> PROVIDED MATERIAL
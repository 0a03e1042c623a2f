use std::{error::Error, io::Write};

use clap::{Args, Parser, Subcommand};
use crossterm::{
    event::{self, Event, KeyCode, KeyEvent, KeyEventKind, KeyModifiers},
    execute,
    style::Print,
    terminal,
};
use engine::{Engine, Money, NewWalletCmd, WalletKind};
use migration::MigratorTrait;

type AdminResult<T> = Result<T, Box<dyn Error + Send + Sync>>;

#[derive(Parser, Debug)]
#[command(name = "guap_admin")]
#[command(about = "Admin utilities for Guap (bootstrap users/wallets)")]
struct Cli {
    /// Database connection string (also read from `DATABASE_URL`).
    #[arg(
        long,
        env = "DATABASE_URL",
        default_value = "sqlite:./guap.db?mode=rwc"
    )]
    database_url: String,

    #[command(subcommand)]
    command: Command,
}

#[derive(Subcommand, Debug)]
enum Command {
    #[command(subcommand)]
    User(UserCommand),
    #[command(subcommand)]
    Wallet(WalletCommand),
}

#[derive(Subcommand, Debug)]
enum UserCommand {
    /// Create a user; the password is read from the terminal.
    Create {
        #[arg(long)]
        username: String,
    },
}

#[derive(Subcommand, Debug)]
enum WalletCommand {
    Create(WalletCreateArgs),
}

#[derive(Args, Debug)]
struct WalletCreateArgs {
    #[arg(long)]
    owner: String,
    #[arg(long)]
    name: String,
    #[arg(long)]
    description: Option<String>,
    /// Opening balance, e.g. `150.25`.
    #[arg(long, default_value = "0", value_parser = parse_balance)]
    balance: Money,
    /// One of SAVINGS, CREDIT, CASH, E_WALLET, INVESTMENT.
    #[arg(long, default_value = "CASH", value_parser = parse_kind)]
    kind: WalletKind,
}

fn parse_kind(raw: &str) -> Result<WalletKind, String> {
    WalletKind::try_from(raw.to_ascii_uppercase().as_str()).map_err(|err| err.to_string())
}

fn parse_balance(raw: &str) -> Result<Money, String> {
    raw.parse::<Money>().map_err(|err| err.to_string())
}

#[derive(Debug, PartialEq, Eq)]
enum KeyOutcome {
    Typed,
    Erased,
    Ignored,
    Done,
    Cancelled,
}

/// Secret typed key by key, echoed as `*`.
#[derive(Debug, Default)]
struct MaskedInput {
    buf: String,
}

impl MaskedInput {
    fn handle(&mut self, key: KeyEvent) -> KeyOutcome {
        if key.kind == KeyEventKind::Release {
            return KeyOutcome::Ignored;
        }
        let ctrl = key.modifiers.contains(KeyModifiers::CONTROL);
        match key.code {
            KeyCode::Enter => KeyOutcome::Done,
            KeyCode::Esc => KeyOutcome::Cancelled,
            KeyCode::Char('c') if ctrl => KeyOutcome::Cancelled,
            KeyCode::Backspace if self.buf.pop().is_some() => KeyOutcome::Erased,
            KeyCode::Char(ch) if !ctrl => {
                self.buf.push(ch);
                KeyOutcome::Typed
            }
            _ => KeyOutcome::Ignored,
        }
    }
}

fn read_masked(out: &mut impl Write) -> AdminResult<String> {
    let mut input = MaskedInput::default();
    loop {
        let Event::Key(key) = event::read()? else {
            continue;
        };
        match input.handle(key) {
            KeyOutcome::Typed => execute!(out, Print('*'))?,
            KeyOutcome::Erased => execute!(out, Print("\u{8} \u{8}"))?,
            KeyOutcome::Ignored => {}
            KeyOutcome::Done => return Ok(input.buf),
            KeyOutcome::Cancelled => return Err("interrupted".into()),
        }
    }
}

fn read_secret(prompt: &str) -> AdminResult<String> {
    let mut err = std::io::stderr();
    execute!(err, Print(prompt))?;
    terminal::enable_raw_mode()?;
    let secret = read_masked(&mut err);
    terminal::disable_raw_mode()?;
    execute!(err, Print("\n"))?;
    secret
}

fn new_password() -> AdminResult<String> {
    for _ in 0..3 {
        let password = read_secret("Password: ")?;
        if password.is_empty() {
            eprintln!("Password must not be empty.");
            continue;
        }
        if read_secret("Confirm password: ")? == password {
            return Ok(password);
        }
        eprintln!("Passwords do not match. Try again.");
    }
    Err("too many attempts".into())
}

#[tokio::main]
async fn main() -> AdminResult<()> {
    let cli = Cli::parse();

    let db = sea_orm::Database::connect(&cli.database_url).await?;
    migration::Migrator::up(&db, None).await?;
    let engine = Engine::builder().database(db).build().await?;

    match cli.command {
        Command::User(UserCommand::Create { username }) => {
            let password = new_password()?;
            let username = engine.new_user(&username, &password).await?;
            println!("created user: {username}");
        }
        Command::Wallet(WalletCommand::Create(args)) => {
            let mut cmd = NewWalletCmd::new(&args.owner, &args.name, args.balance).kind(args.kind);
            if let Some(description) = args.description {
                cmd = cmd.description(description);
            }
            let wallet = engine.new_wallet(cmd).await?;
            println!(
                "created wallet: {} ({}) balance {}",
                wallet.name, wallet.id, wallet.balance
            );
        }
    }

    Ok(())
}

> ACTIVITY
Check every line of the listing above for the string "CASH", and give the number of lines that have it, nothing more.

> RESPONSE
2